Se miró la mano, no sabía que el chico supiera este tipo de cosas. Lo vio hacer lo mismo con su otra mano, era extraño, desde que recordaba lo veía cazando trolls, duendes o quien sabe que otras cosas más. Jamás se estaba quieto y siempre se metía en problemas, no podía hacer nada de lo de un guerrero. Las hachas le pesaban, los mazos ni hablar; lo tiraban, no sabía cómo utilizar una espada.
Pero ahora lo veía curar sus manos, una vez termino tomo sus manos, esto lo sorprendió. Le indico que no se moviera, quería ver esas manos. No eran de guerrero, pero si eran duras, con callos y un poco ásperas; veía las ampollas hechas por el calor y el intenso golpeteo del martillo. Eran manos de un trabajador, también las sentía cándidas y al mismo tiempo suaves.
- ¿No me vas a golpear como antes?
- ¿Por qué? – Se veía nervioso, soltó sus manos y se levantó para guardar las cosas, su espalda era un poco ancha, no mucho, lo suficiente para demostrar su trabajo en la herrería
- Siempre que te toca Snotlout, Fishlegs o Tuffnut los golpeas. Por contactos como este, por eso mi pregunta.
- Bueno, eso es porque en esta ocasión lo hacías para ayudarme, no para intentar llamar mi atención.
- Bueno…si, después de todo quien no se fijaría en ti.
- ¿Cómo?
- Bueno, es que…rayos…es que…tu…bueno yo…linda…yo…tu sabes…yo…
- Hiccup, tranquilo, respira. – Lo veía hiperventilar ¿Tantos eran sus nervios y flaqueza al estar cerca de alguien? Ahora entendía porque se apartaba de todos.

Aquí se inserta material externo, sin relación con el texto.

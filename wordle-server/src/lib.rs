use std::net::{IpAddr, SocketAddr};
use std::sync::Arc;

use warp::Filter;

use crate::auth::AuthService;
use crate::cheat_detector::CheatDetectionService;
use crate::config::Config;
use crate::handlers::game::{DateQuery, GameContext, LimitQuery};
use crate::profanity::ProfanityFilter;
use wordle_persistence::repositories::{GameRepository, UserRepository};

pub mod auth;
pub mod cheat_detector;
pub mod config;
pub mod geo;
pub mod handlers;
pub mod profanity;

const MAX_BODY_BYTES: u64 = 16 * 1024;

/// Session token from the `session` cookie, or a bearer token for API clients.
fn session_token() -> impl Filter<Extract = (Option<String>,), Error = warp::Rejection> + Clone {
    warp::cookie::optional::<String>(handlers::auth::SESSION_COOKIE)
        .and(warp::header::optional::<String>("authorization"))
        .map(|cookie: Option<String>, header: Option<String>| {
            cookie.filter(|c| !c.is_empty()).or_else(|| {
                header.and_then(|h| h.strip_prefix("Bearer ").map(str::to_string))
            })
        })
}

/// Client address as seen through Cloudflare or a reverse proxy.
pub fn resolve_client_ip(
    cf_connecting_ip: Option<&str>,
    forwarded_for: Option<&str>,
    remote: Option<SocketAddr>,
) -> Option<IpAddr> {
    if let Some(ip) = cf_connecting_ip.and_then(|v| v.trim().parse().ok()) {
        return Some(ip);
    }
    if let Some(ip) = forwarded_for
        .and_then(|v| v.split(',').next())
        .and_then(|v| v.trim().parse().ok())
    {
        return Some(ip);
    }
    remote.map(|addr| addr.ip())
}

fn client_ip() -> impl Filter<Extract = (Option<IpAddr>,), Error = warp::Rejection> + Clone {
    warp::header::optional::<String>("cf-connecting-ip")
        .and(warp::header::optional::<String>("x-forwarded-for"))
        .and(warp::addr::remote())
        .map(
            |cf: Option<String>, forwarded: Option<String>, remote: Option<SocketAddr>| {
                resolve_client_ip(cf.as_deref(), forwarded.as_deref(), remote)
            },
        )
}

fn json_body() -> impl Filter<Extract = (warp::hyper::body::Bytes,), Error = warp::Rejection> + Clone
{
    warp::body::content_length_limit(MAX_BODY_BYTES).and(warp::body::bytes())
}

pub fn create_routes(
    config: Arc<Config>,
    auth_service: Arc<AuthService>,
    user_repository: Arc<UserRepository>,
    game_repository: Arc<GameRepository>,
    cheat_detector: Arc<CheatDetectionService>,
    profanity_filter: Arc<dyn ProfanityFilter>,
) -> impl Filter<Extract = impl warp::Reply, Error = warp::Rejection> + Clone {
    let config_filter = warp::any().map({
        let config = config.clone();
        move || config.clone()
    });

    let auth_filter = warp::any().map({
        let auth_service = auth_service.clone();
        move || auth_service.clone()
    });

    let user_repository_filter = warp::any().map({
        let user_repository = user_repository.clone();
        move || user_repository.clone()
    });

    let game_repository_filter = warp::any().map({
        let game_repository = game_repository.clone();
        move || game_repository.clone()
    });

    let game_context_filter = warp::any().map({
        let ctx = GameContext {
            auth_service: auth_service.clone(),
            user_repository: user_repository.clone(),
            game_repository: game_repository.clone(),
            cheat_detector: cheat_detector.clone(),
        };
        move || ctx.clone()
    });

    let profanity_filter = warp::any().map(move || profanity_filter.clone());

    // Health check endpoint
    let health = warp::path("health")
        .and(warp::path::end())
        .and(warp::get())
        .map(|| warp::reply::with_status("OK", warp::http::StatusCode::OK));

    // Must precede the /auth/{provider} route
    let auth_me = warp::path!("auth" / "me")
        .and(warp::get())
        .and(session_token())
        .and(auth_filter.clone())
        .and(user_repository_filter.clone())
        .and_then(handlers::auth::me);

    let auth_logout = warp::path!("auth" / "logout")
        .and(warp::post())
        .and_then(handlers::auth::logout);

    let auth_start = warp::path!("auth" / String)
        .and(warp::get())
        .and(auth_filter.clone())
        .and_then(handlers::auth::start_login);

    let auth_callback = warp::path!("auth" / String / "callback")
        .and(warp::get())
        .and(warp::query::<std::collections::HashMap<String, String>>())
        .and(warp::cookie::optional::<String>(
            handlers::auth::STATE_COOKIE,
        ))
        .and(auth_filter.clone())
        .and(user_repository_filter.clone())
        .and_then(handlers::auth::finish_login);

    let leaderboard = warp::path!("api" / "leaderboard")
        .and(warp::get())
        .and(warp::query::<LimitQuery>())
        .and(game_repository_filter.clone())
        .and_then(handlers::game::leaderboard);

    let submit_result = warp::path!("api" / "result")
        .and(warp::post())
        .and(session_token())
        .and(client_ip())
        .and(json_body())
        .and(game_context_filter.clone())
        .and_then(handlers::game::submit_result);

    let game_state = warp::path!("api" / "game-state")
        .and(warp::get())
        .and(session_token())
        .and(warp::query::<DateQuery>())
        .and(game_context_filter.clone())
        .and_then(handlers::game::game_state);

    let save_progress = warp::path!("api" / "save-progress")
        .and(warp::post())
        .and(session_token())
        .and(client_ip())
        .and(json_body())
        .and(game_context_filter.clone())
        .and_then(handlers::game::save_progress);

    let get_stats = warp::path!("api" / "user-stats")
        .and(warp::get())
        .and(session_token())
        .and(game_context_filter.clone())
        .and_then(handlers::game::get_stats);

    let save_stats = warp::path!("api" / "user-stats")
        .and(warp::post())
        .and(session_token())
        .and(json_body())
        .and(game_context_filter.clone())
        .and_then(handlers::game::save_stats);

    let display_name = warp::path!("api" / "display-name")
        .and(warp::post())
        .and(session_token())
        .and(json_body())
        .and(game_context_filter.clone())
        .and(profanity_filter)
        .and_then(handlers::game::set_display_name);

    let ban = warp::path!("api" / "ban")
        .and(warp::post())
        .and(session_token())
        .and(json_body())
        .and(config_filter.clone())
        .and(auth_filter.clone())
        .and(user_repository_filter.clone())
        .and_then(handlers::admin::ban_user);

    let users = warp::path!("api" / "users")
        .and(warp::get())
        .and(session_token())
        .and(warp::query::<LimitQuery>())
        .and(config_filter.clone())
        .and(auth_filter.clone())
        .and(user_repository_filter.clone())
        .and_then(handlers::admin::list_users);

    // Everything else is the single-page front end
    let static_files = warp::get().and(warp::fs::dir(config.static_dir.clone()));

    let cors = warp::cors()
        .allow_any_origin()
        .allow_headers(vec!["content-type", "authorization"])
        .allow_methods(vec!["GET", "POST"]);

    let auth_routes = auth_me.or(auth_logout).or(auth_callback).or(auth_start);
    let api_routes = leaderboard
        .or(submit_result)
        .or(game_state)
        .or(save_progress)
        .or(get_stats)
        .or(save_stats)
        .or(display_name)
        .or(ban)
        .or(users);

    health
        .or(auth_routes)
        .or(api_routes)
        .or(static_files)
        .with(cors)
        .with(warp::log("wordle_six"))
}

- Si, yo…creo que necesito un poco de aire. – No sabía cómo decirle que se fijaban en ella por ser la chica más linda de Berk y también la mejor guerrera. Apenas recupero el aire la miro de nuevo, se rasco su brazo derecho y fue a tomar sus cosas.
- Hiccup, eres alguien interesante – Eso no se lo esperaba, de la impresión casi deja caer sus cosas, hizo todo un circo para evitar que se cayeran.
- ¿Interesante?
- Si, algo así…bueno…hasta luego.
La vio alejarse de nuevo a la aldea, tuvo que hacer un gran esfuerzo en evitar que su corazón saliera del pecho…esto era un gran paso y un gran cambio.